The records
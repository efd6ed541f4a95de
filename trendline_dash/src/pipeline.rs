//! One linear pass per user interaction:
//! resolve inputs → fetch + normalize → build request → detect → chart → statistics.
//!
//! Nothing is cached or shared between passes. Any failure ends the pass
//! before later collaborators are touched.

use std::sync::Arc;

use chrono::NaiveDate;
use price_history::{HistoryError, HistoryNormalizer, NormalizedSeries, providers::DataProvider};
use thiserror::Error;
use tracing::{info, warn};

use crate::{
    chart::{PriceChart, page_heading},
    collaborators::{
        BenchmarkStats, ChartRenderer, CollaboratorError, RenderedChart, StatsTable,
        TrendlineDetector, TrendlineSegment,
    },
    inputs::{ResolvedInputs, UserInputs, resolve},
    profile::DashboardProfile,
    request::{BuildError, TrendlineRequest, TrendlineRequestBuilder, check_options},
};

#[derive(Debug, Error)]
pub enum PipelineError {
    #[error(transparent)]
    History(#[from] HistoryError),

    #[error(transparent)]
    Request(#[from] BuildError),

    #[error("Trendline detection failed: {0}")]
    Detection(#[source] CollaboratorError),

    #[error("Chart rendering failed: {0}")]
    Render(#[source] CollaboratorError),

    #[error("Benchmark statistics failed: {0}")]
    Statistics(#[source] CollaboratorError),
}

/// How an interaction ended, coarse enough to pick a user-facing message.
#[derive(Debug, Clone, Copy, PartialEq, Eq)]
pub enum FailureKind {
    EmptySymbol,
    InvalidPeriod,
    NoData,
    ProviderFailure,
    InvalidOptions,
    Collaborator,
}

impl PipelineError {
    pub fn kind(&self) -> FailureKind {
        match self {
            PipelineError::History(HistoryError::EmptySymbol) => FailureKind::EmptySymbol,
            PipelineError::History(HistoryError::LookbackOutOfRange { .. }) => {
                FailureKind::InvalidPeriod
            }
            PipelineError::History(HistoryError::NoData { .. })
            | PipelineError::Request(BuildError::EmptySeries { .. }) => FailureKind::NoData,
            PipelineError::History(HistoryError::Provider { .. }) => FailureKind::ProviderFailure,
            PipelineError::Request(BuildError::InvalidOptions { .. }) => FailureKind::InvalidOptions,
            PipelineError::Detection(_)
            | PipelineError::Render(_)
            | PipelineError::Statistics(_) => FailureKind::Collaborator,
        }
    }

    /// Warning text for the UI shell.
    pub fn user_message(&self) -> String {
        match self.kind() {
            FailureKind::EmptySymbol => "Please enter a symbol.".to_string(),
            FailureKind::NoData => format!("No data available. {self}"),
            FailureKind::ProviderFailure => {
                format!("The price provider could not be reached, try again later. {self}")
            }
            FailureKind::InvalidPeriod | FailureKind::InvalidOptions | FailureKind::Collaborator => {
                self.to_string()
            }
        }
    }
}

/// Everything up to and including the trendline request.
#[derive(Debug, Clone)]
pub struct Prepared {
    pub heading: String,
    pub inputs: ResolvedInputs,
    pub series: Arc<NormalizedSeries>,
    /// Present when the profile detects trendlines.
    pub request: Option<TrendlineRequest>,
}

/// The outputs of one complete pass.
#[derive(Debug, Clone)]
pub struct Interaction {
    pub heading: String,
    pub series: Arc<NormalizedSeries>,
    pub request: Option<TrendlineRequest>,
    pub segments: Vec<TrendlineSegment>,
    pub chart: PriceChart,
    pub rendered: Option<RenderedChart>,
    pub stats: Option<StatsTable>,
}

pub struct Pipeline<'a> {
    profile: &'a DashboardProfile,
    provider: &'a (dyn DataProvider + Send + Sync),
    detector: Option<&'a dyn TrendlineDetector>,
    renderer: Option<&'a dyn ChartRenderer>,
    stats: Option<&'a (dyn BenchmarkStats + Send + Sync)>,
}

impl<'a> Pipeline<'a> {
    pub fn new(profile: &'a DashboardProfile, provider: &'a (dyn DataProvider + Send + Sync)) -> Self {
        Self {
            profile,
            provider,
            detector: None,
            renderer: None,
            stats: None,
        }
    }

    pub fn with_detector(mut self, detector: &'a dyn TrendlineDetector) -> Self {
        self.detector = Some(detector);
        self
    }

    pub fn with_renderer(mut self, renderer: &'a dyn ChartRenderer) -> Self {
        self.renderer = Some(renderer);
        self
    }

    pub fn with_stats(mut self, stats: &'a (dyn BenchmarkStats + Send + Sync)) -> Self {
        self.stats = Some(stats);
        self
    }

    /// Resolves inputs, fetches the series and, for trendline profiles, builds the request.
    ///
    /// Options are checked before the fetch so a bad `minimum_points` costs no network call.
    pub async fn prepare(
        &self,
        inputs: &UserInputs,
        today: NaiveDate,
    ) -> Result<Prepared, PipelineError> {
        let resolved = resolve(self.profile, inputs);
        if self.profile.trendlines.enabled {
            check_options(&resolved.options)?;
        }

        let normalizer = HistoryNormalizer::new(self.profile.period.bounds());
        let series = Arc::new(
            normalizer
                .fetch(self.provider, &resolved.symbol, resolved.period_days, today)
                .await?,
        );

        let request = if self.profile.trendlines.enabled {
            Some(
                TrendlineRequestBuilder::new(Arc::clone(&series))
                    .options(resolved.options.clone())
                    .build()?,
            )
        } else {
            None
        };

        Ok(Prepared {
            heading: page_heading(series.symbol(), resolved.period_days),
            inputs: resolved,
            series,
            request,
        })
    }

    /// Runs a whole interaction.
    pub async fn run(
        &self,
        inputs: &UserInputs,
        today: NaiveDate,
    ) -> Result<Interaction, PipelineError> {
        let Prepared {
            heading,
            inputs: resolved,
            series,
            request,
        } = self.prepare(inputs, today).await?;

        let segments = match (&request, self.detector) {
            (Some(req), Some(detector)) => {
                let found = detector.detect(req).map_err(PipelineError::Detection)?;
                let total = found.len();
                let kept: Vec<TrendlineSegment> =
                    found.into_iter().filter(TrendlineSegment::is_well_formed).collect();
                if kept.len() < total {
                    warn!(dropped = total - kept.len(), "detector returned malformed segments");
                }
                kept
            }
            (Some(_), None) => {
                warn!(profile = %self.profile.name, "no trendline detector wired, skipping detection");
                Vec::new()
            }
            (None, _) => Vec::new(),
        };

        let chart = PriceChart::for_series(&series, resolved.period_days)
            .with_trendlines(segments.clone());
        let rendered = self
            .renderer
            .map(|r| r.render(&chart))
            .transpose()
            .map_err(PipelineError::Render)?;

        let stats = match (resolved.view_statistics, self.stats) {
            (true, Some(engine)) => Some(
                engine
                    .compute(
                        series.symbol(),
                        &series.dates(),
                        &self.profile.statistics.benchmark,
                    )
                    .await
                    .map_err(PipelineError::Statistics)?,
            ),
            (true, None) => {
                warn!("statistics requested but no statistics engine wired");
                None
            }
            (false, _) => None,
        };

        info!(
            symbol = series.symbol(),
            bars = series.len(),
            trendlines = segments.len(),
            stats = stats.is_some(),
            "interaction complete"
        );

        Ok(Interaction {
            heading,
            series,
            request,
            segments,
            chart,
            rendered,
            stats,
        })
    }
}
use thiserror::Error;

/// An environment variable required by the application is not set.
#[derive(Debug, Error)]
#[error("Missing environment variable: {0}")]
pub struct MissingEnvVarError(pub String);

/// Reads an environment variable, returning a structured error if it's missing.
///
/// Blank values count as missing, so an exported-but-empty credential fails
/// at startup rather than at the first request.
///
/// # Arguments
/// * `name` - The name of the environment variable to read.
pub fn get_env_var(name: &str) -> Result<String, MissingEnvVarError> {
    optional_env_var(name).ok_or_else(|| MissingEnvVarError(name.to_string()))
}

/// Reads an optional override, treating unset and blank values alike.
pub fn optional_env_var(name: &str) -> Option<String> {
    std::env::var(name)
        .ok()
        .map(|v| v.trim().to_string())
        .filter(|v| !v.is_empty())
}
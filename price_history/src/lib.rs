//! Daily price history for a symbol: provider access and normalization into
//! a pivot-ready series.

pub mod errors;
pub mod models;
pub mod normalizer;
pub mod providers;

pub use errors::HistoryError;
pub use models::price_bar::{NormalizedSeries, PriceBar};
pub use normalizer::{HistoryNormalizer, PriceRecord};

Exercise instructions
Return every line above that contains the word "TrendlineDetector".

Reply to the exercise
        TrendlineDetector, TrendlineSegment,
    detector: Option<&'a dyn TrendlineDetector>,
    pub fn with_detector(mut self, detector: &'a dyn TrendlineDetector) -> Self {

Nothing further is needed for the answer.